[Opening DATASET ENTRIES section]

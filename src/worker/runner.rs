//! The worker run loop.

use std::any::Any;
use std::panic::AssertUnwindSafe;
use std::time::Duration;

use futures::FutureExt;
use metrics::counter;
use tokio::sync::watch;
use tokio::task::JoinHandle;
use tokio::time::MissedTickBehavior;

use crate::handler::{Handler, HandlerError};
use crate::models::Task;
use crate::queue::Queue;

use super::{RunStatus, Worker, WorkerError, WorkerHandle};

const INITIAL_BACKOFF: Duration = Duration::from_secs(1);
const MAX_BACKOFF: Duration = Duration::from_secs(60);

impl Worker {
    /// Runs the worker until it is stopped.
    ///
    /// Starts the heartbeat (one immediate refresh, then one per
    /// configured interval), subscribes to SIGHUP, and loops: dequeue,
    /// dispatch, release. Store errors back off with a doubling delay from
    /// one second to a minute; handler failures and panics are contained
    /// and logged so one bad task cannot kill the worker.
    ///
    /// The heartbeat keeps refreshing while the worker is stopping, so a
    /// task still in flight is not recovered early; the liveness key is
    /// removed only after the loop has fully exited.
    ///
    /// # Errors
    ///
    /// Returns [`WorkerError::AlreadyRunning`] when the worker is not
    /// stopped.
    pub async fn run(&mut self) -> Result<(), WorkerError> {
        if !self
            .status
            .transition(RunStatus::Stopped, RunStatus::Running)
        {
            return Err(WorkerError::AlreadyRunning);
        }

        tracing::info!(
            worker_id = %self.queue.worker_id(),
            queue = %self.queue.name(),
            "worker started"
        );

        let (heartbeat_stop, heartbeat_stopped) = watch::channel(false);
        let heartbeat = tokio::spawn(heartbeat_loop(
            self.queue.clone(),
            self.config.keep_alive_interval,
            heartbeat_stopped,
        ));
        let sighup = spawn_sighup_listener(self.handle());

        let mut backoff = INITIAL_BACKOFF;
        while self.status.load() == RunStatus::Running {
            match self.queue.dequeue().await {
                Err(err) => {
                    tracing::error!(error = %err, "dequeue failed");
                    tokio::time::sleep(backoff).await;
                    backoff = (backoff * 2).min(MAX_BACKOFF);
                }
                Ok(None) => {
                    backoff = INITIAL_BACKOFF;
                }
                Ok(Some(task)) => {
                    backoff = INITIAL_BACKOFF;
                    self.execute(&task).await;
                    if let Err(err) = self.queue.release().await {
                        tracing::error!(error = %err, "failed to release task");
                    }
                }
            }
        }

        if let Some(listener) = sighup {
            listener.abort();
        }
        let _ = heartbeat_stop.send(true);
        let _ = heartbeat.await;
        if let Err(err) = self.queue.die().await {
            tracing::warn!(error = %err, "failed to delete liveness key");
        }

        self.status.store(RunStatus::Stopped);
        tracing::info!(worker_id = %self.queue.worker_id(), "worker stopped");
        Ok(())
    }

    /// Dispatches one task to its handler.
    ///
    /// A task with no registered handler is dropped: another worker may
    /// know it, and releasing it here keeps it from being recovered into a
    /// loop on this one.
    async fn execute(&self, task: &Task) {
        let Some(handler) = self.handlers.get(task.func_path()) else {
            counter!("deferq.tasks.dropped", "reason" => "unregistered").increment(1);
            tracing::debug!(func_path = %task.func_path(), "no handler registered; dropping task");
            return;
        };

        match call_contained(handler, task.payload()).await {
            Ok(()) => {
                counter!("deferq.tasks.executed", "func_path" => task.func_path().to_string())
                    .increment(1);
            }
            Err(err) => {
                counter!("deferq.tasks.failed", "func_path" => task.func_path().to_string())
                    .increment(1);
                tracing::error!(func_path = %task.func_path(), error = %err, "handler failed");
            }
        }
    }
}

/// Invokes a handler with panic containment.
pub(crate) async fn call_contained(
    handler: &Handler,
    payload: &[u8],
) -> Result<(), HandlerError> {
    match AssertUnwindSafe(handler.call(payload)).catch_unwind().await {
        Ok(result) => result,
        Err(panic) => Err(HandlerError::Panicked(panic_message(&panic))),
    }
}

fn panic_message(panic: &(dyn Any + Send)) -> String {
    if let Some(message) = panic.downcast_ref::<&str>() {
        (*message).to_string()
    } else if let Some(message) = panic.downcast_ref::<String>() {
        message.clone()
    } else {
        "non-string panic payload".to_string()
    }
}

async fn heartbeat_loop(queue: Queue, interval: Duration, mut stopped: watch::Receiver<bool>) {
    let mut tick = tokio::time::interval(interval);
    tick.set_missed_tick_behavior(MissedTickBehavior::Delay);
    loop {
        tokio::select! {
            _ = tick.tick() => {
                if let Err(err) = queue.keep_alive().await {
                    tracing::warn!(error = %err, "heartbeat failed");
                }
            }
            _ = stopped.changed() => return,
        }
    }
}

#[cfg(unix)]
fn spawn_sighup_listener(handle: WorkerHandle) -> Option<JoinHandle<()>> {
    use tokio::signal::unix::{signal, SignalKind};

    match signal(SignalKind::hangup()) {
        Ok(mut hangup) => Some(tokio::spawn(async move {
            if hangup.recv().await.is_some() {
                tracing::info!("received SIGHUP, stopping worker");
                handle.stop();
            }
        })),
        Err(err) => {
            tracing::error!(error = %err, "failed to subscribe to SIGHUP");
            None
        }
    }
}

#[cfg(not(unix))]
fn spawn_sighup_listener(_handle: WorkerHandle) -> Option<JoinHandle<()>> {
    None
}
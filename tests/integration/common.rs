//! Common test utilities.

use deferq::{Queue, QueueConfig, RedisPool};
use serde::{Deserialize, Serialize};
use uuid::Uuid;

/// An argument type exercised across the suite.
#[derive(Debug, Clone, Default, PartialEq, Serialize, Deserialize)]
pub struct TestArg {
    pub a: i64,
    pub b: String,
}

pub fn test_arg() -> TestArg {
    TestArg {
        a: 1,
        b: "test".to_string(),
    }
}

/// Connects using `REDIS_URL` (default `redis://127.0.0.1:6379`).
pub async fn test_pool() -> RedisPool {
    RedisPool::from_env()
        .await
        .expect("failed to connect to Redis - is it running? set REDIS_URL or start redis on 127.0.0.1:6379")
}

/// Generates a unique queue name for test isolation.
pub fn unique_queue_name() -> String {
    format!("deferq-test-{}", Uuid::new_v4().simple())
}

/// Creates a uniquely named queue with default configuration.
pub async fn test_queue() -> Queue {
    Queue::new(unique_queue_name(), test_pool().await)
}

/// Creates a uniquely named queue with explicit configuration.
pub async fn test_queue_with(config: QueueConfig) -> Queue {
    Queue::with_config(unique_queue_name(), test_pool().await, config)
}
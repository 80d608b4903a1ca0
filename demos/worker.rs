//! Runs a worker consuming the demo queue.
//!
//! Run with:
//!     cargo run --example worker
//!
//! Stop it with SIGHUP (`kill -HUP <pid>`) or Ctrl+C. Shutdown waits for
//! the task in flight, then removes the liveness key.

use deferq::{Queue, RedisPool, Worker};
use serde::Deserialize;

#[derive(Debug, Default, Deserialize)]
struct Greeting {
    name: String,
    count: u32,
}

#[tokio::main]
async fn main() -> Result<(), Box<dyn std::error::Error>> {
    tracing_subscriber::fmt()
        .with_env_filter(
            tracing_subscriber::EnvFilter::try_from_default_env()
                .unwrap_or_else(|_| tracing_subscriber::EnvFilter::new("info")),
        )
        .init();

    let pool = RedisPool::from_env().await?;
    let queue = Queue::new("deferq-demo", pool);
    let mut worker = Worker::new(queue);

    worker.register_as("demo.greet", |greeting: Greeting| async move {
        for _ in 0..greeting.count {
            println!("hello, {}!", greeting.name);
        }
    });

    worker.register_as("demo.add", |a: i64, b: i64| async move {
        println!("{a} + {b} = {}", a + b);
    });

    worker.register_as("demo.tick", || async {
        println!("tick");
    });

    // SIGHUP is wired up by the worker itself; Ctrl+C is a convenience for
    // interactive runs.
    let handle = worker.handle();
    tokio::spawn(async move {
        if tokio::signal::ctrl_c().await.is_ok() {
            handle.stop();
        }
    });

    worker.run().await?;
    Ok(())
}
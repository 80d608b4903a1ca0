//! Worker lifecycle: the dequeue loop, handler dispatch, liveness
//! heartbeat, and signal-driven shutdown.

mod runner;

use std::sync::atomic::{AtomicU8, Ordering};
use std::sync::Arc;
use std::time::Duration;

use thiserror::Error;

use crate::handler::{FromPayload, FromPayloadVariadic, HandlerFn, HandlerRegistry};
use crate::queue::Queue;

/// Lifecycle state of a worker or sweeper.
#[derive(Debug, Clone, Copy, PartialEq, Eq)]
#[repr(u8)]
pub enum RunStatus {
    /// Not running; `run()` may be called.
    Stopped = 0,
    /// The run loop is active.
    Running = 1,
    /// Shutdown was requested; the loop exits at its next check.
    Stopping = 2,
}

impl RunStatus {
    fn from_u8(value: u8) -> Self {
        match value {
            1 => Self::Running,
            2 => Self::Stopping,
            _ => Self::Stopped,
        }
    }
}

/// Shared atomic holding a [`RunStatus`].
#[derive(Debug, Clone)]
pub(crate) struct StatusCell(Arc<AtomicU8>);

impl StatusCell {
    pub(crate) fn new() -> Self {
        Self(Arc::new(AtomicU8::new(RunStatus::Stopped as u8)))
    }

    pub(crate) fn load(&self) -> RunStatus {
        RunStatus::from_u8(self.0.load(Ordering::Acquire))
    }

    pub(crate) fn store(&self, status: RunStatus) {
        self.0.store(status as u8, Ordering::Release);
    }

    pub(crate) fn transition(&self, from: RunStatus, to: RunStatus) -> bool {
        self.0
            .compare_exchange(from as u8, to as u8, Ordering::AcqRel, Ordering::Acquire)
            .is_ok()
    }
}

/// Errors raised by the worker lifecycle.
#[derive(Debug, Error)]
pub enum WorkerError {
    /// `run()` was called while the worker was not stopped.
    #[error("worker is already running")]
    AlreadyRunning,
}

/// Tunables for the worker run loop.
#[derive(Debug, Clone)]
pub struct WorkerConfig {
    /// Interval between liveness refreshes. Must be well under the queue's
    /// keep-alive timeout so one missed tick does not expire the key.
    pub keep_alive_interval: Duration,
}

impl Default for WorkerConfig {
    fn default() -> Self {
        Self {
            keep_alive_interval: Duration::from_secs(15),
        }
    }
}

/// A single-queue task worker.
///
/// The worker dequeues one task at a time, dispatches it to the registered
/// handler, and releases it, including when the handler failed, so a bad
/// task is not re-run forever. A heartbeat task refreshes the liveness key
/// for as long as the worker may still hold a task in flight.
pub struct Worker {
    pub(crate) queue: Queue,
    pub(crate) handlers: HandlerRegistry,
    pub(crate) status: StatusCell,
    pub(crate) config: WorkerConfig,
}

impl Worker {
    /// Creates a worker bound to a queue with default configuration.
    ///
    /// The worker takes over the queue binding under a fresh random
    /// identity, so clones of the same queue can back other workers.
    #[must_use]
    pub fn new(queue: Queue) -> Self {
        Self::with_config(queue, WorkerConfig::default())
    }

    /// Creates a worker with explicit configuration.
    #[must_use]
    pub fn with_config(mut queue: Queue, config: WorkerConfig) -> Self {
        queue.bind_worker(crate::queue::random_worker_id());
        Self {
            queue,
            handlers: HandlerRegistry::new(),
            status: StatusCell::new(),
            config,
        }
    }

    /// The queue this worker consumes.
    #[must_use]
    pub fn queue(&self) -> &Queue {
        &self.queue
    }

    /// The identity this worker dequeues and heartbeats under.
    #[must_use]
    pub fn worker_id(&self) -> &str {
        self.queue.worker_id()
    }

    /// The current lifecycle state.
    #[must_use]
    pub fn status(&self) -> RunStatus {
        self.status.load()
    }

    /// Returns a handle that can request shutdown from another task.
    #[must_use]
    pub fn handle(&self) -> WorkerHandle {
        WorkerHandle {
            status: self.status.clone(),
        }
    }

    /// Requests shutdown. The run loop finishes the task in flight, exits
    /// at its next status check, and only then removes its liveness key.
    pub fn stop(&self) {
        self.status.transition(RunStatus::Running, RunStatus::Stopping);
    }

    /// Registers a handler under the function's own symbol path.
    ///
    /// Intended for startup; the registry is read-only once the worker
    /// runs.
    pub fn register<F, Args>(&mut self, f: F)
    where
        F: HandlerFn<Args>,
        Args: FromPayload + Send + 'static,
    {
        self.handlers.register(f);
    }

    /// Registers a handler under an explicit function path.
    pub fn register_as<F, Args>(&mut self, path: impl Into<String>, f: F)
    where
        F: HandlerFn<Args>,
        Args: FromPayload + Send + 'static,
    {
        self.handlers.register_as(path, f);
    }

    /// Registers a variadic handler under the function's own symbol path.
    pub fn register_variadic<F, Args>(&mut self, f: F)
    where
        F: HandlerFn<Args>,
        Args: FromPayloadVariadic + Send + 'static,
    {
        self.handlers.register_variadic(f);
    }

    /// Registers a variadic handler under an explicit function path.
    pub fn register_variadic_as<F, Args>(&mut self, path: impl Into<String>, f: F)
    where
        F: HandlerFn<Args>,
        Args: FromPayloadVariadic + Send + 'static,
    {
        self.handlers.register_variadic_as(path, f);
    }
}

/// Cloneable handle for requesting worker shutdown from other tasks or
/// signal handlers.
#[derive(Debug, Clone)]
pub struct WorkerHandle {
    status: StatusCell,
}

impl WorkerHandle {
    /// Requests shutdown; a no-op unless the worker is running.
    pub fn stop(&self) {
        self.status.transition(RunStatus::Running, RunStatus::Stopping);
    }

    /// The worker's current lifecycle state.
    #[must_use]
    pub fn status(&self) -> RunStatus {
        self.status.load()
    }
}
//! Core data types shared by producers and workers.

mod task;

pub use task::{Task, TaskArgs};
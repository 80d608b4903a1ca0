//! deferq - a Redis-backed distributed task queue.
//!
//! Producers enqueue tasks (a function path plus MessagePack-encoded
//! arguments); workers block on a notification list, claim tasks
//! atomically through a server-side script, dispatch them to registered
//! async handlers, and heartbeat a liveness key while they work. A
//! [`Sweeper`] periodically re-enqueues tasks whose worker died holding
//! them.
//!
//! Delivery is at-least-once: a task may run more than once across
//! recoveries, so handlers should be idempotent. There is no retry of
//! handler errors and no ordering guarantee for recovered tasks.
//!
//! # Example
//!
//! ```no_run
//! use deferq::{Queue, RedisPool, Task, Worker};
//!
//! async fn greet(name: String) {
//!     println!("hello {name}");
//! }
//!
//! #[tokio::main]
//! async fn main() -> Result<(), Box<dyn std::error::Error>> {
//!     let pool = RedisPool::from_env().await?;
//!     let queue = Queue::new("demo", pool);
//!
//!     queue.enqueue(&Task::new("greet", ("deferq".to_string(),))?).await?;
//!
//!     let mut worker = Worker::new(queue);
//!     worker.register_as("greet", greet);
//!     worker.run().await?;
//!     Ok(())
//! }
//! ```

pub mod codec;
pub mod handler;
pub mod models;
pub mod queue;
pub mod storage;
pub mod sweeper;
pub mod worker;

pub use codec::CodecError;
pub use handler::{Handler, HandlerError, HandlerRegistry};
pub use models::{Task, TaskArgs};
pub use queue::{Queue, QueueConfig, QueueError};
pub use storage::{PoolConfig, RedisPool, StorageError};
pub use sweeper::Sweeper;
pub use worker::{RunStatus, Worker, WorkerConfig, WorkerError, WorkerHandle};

[Closing DATASET ENTRIES section]

** TASK BRIEF **
Set down the lines of the listing above verbatim, first line through the line containing "use tokio::time::MissedTickBehavior;", inclusive; add no other lines.

** RESPONSE TO THIS TASK **
filename src/worker/runner.rs
//! The worker run loop.

use std::any::Any;
use std::panic::AssertUnwindSafe;
use std::time::Duration;

use futures::FutureExt;
use metrics::counter;
use tokio::sync::watch;
use tokio::task::JoinHandle;
use tokio::time::MissedTickBehavior;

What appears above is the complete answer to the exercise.